Les batteries approchent de leurs limites en ce qui concerne la quantité d’énergie qu’elles peuvent stocker pour un poids donné. C’est un obstacle sérieux à l’innovation énergétique et à la recherche de nouveaux moyens d’alimenter les avions, les trains et les bateaux. Aujourd’hui, des chercheurs du MIT et d’ailleurs ont trouvé une solution qui pourrait contribuer à l’électrification de ces systèmes de transport.
Au lieu d’une batterie, le nouveau concept est une sorte de pile à combustible – qui est similaire à une batterie mais qui peut être rapidement ravitaillée plutôt que rechargée. Dans ce cas, le combustible est du sodium métal liquide, un produit peu coûteux et largement disponible. De l’autre côté de la pile se trouve de l’air ordinaire, qui sert de source d’atomes d’oxygène. Entre les deux, une couche de céramique solide sert d’électrolyte, permettant aux ions sodium de passer librement, et une électrode poreuse orientée vers l’air aide le sodium à réagir chimiquement avec l’oxygène et à produire de l’électricité.
Lors d’une série d’expériences avec un prototype, les chercheurs ont démontré que cette cellule pouvait transporter plus de trois fois plus d’énergie par unité de poids que les batteries lithium-ion utilisées aujourd’hui dans la quasi-totalité des véhicules électriques. Ces résultats sont publiés aujourd’hui dans la revue Joule, dans un article rédigé par Karen Sugano, Sunil Mair et Saahir Ganti-Agrawal, doctorants au MIT, Yet-Ming Chiang, professeur de science et d’ingénierie des matériaux, et cinq autres chercheurs.
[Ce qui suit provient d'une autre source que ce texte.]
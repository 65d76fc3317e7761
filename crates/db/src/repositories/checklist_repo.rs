//! Repository for the `checklist_responses` table.

use slf_core::types::DbId;
use sqlx::PgPool;

use crate::models::inspection::{ChecklistResponse, UpsertChecklistResponse};

const COLUMNS: &str = "id, inspection_id, item_id, template_id, response, responded_by, \
     responded_at, photogeotag_data";

pub struct ChecklistRepo;

impl ChecklistRepo {
    /// Insert or replace the answer for one checklist item.
    pub async fn upsert(
        pool: &PgPool,
        inspection_id: DbId,
        item_id: &str,
        responded_by: DbId,
        input: &UpsertChecklistResponse,
    ) -> Result<ChecklistResponse, sqlx::Error> {
        let query = format!(
            "INSERT INTO checklist_responses \
                (inspection_id, item_id, template_id, response, responded_by, photogeotag_data) \
             VALUES ($1, $2, $3, $4, $5, $6) \
             ON CONFLICT ON CONSTRAINT uq_checklist_responses_item DO UPDATE SET \
                template_id = EXCLUDED.template_id, \
                response = EXCLUDED.response, \
                responded_by = EXCLUDED.responded_by, \
                responded_at = NOW(), \
                photogeotag_data = EXCLUDED.photogeotag_data \
             RETURNING {COLUMNS}"
        );
        sqlx::query_as::<_, ChecklistResponse>(&query)
            .bind(inspection_id)
            .bind(item_id)
            .bind(&input.template_id)
            .bind(&input.response)
            .bind(responded_by)
            .bind(&input.photogeotag_data)
            .fetch_one(pool)
            .await
    }

    pub async fn list_by_inspection(
        pool: &PgPool,
        inspection_id: DbId,
    ) -> Result<Vec<ChecklistResponse>, sqlx::Error> {
        let query = format!(
            "SELECT {COLUMNS} FROM checklist_responses WHERE inspection_id = $1 ORDER BY item_id"
        );
        sqlx::query_as::<_, ChecklistResponse>(&query)
            .bind(inspection_id)
            .fetch_all(pool)
            .await
    }
}
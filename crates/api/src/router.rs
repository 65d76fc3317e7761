//! Shared application router builder.
//!
//! [`build_app_router`] is used by both `main.rs` and the integration tests
//! so they run the same middleware stack.

use std::time::Duration;

use axum::http::header::{AUTHORIZATION, CONTENT_TYPE};
use axum::http::{HeaderName, HeaderValue, Method, StatusCode};
use axum::Router;
use tower_http::catch_panic::CatchPanicLayer;
use tower_http::cors::CorsLayer;
use tower_http::request_id::{MakeRequestUuid, PropagateRequestIdLayer, SetRequestIdLayer};
use tower_http::timeout::TimeoutLayer;
use tower_http::trace::{DefaultMakeSpan, DefaultOnResponse, TraceLayer};
use tracing::Level;

use crate::config::ServerConfig;
use crate::routes;
use crate::state::AppState;

/// Build the full application [`Router`] with all middleware layers.
///
/// The middleware stack is applied bottom-up:
///
/// 1. CORS
/// 2. Set request ID on incoming requests
/// 3. Structured request/response tracing
/// 4. Propagate request ID to response
/// 5. Request timeout
/// 6. Panic recovery (catch panics, return 500)
pub fn build_app_router(state: AppState, config: &ServerConfig) -> Router {
    let cors = build_cors_layer(config);
    let request_id_header = HeaderName::from_static("x-request-id");

    Router::new()
        // Health check at root level (not under /api/v1).
        .merge(routes::health::router())
        .nest("/api/v1", routes::api_routes())
        .layer(CatchPanicLayer::new())
        .layer(TimeoutLayer::with_status_code(
            StatusCode::REQUEST_TIMEOUT,
            Duration::from_secs(config.request_timeout_secs),
        ))
        .layer(PropagateRequestIdLayer::new(request_id_header.clone()))
        .layer(
            TraceLayer::new_for_http()
                .make_span_with(DefaultMakeSpan::new().level(Level::INFO))
                .on_response(DefaultOnResponse::new().level(Level::INFO)),
        )
        .layer(SetRequestIdLayer::new(request_id_header, MakeRequestUuid))
        .layer(cors)
        .with_state(state)
}

/// Build the CORS layer from configuration.
///
/// # Panics
///
/// Panics if a configured origin is not a valid header value.
pub fn build_cors_layer(config: &ServerConfig) -> CorsLayer {
    let origins: Vec<HeaderValue> = config
        .cors_origins
        .iter()
        .map(|o| {
            o.parse()
                .unwrap_or_else(|e| panic!("Invalid CORS origin '{o}': {e}"))
        })
        .collect();

    CorsLayer::new()
        .allow_origin(origins)
        .allow_methods([Method::GET, Method::POST, Method::PUT, Method::DELETE])
        .allow_headers([CONTENT_TYPE, AUTHORIZATION])
        .allow_credentials(true)
        .max_age(Duration::from_secs(3600))
}
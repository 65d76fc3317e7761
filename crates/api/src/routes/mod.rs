pub mod client;
pub mod document;
pub mod health;
pub mod inspection;
pub mod lookups;
pub mod notification;
pub mod profile;
pub mod project;
pub mod triage;

use axum::Router;

use crate::state::AppState;

/// Build the `/api/v1` route tree.
///
/// ```text
/// /statuses/projects[/{status}]                    status vocabulary (public)
/// /statuses/documents[/{status}]                   document vocabulary (public)
/// /workflow/next-allowed/{status}                  team-leader table (public)
/// /wizard/validate                                 step validation (public)
/// /wizard/phase-defaults                           default durations (public)
///
/// /projects                                        list, create (admin)
/// /projects/{id}                                   get, update (admin)
/// /projects/{id}/status                            status move (reviewer)
/// /projects/{id}/phases[/{phase_number}]           list, update (admin)
/// /projects/{id}/team[/{member_id}]                list, add, remove (admin)
/// /projects/{id}/inspections                       list, schedule
/// /projects/{id}/documents                         list
///
/// /inspections/{id}                                get
/// /inspections/{id}/status                         status move
/// /inspections/{id}/responses[/{item_id}]          list, upsert
/// /inspections/{id}/photos                         list, add
///
/// /documents                                       register upload
/// /documents/{id}                                  get
/// /documents/{id}/actions                          review action
///
/// /triage/pending                                  grouped pending docs (admin)
/// /triage/new-project                              project from docs (admin)
/// /triage/link                                     link docs (admin)
///
/// /clients[/{id}]                                  list, create, get
/// /profiles                                        list (?role=)
/// /profiles/me                                     own profile
///
/// /notifications                                   list
/// /notifications/{id}/read                         mark read
/// /notifications/read-all                          mark all read
/// /notifications/unread-count                      unread count
/// ```
pub fn api_routes() -> Router<AppState> {
    Router::new()
        .nest("/statuses", lookups::statuses_router())
        .nest("/workflow", lookups::workflow_router())
        .nest("/wizard", lookups::wizard_router())
        .nest("/projects", project::router())
        .nest("/inspections", inspection::router())
        .nest("/documents", document::router())
        .nest("/triage", triage::router())
        .nest("/clients", client::router())
        .nest("/profiles", profile::router())
        .nest("/notifications", notification::router())
}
« Nous nous attendons à ce que les gens pensent qu’il s’agit d’une idée totalement folle », déclare Chiang, professeur de céramique Kyocera. « S’ils ne le faisaient pas, je serais un peu déçu, car si les gens ne pensent pas que quelque chose est totalement fou au début, cela ne sera probablement pas si révolutionnaire que cela.
Et cette technologie semble avoir le potentiel d’être tout à fait révolutionnaire, suggère-t-il. En particulier, pour l’aviation, où le poids est particulièrement important, une telle amélioration de la densité énergétique pourrait être la percée qui rendrait enfin les vols électriques pratiques à grande échelle.
« Le seuil nécessaire pour une aviation électrique réaliste est d’environ 1 000 wattheures par kilogramme », explique M. Chiang. Les batteries lithium-ion des véhicules électriques actuels ont une capacité maximale d’environ 300 wattheures par kilogramme, ce qui est loin d’être suffisant. Même à 1 000 wattheures par kilogramme, cela ne suffirait pas pour permettre des vols transcontinentaux ou transatlantiques.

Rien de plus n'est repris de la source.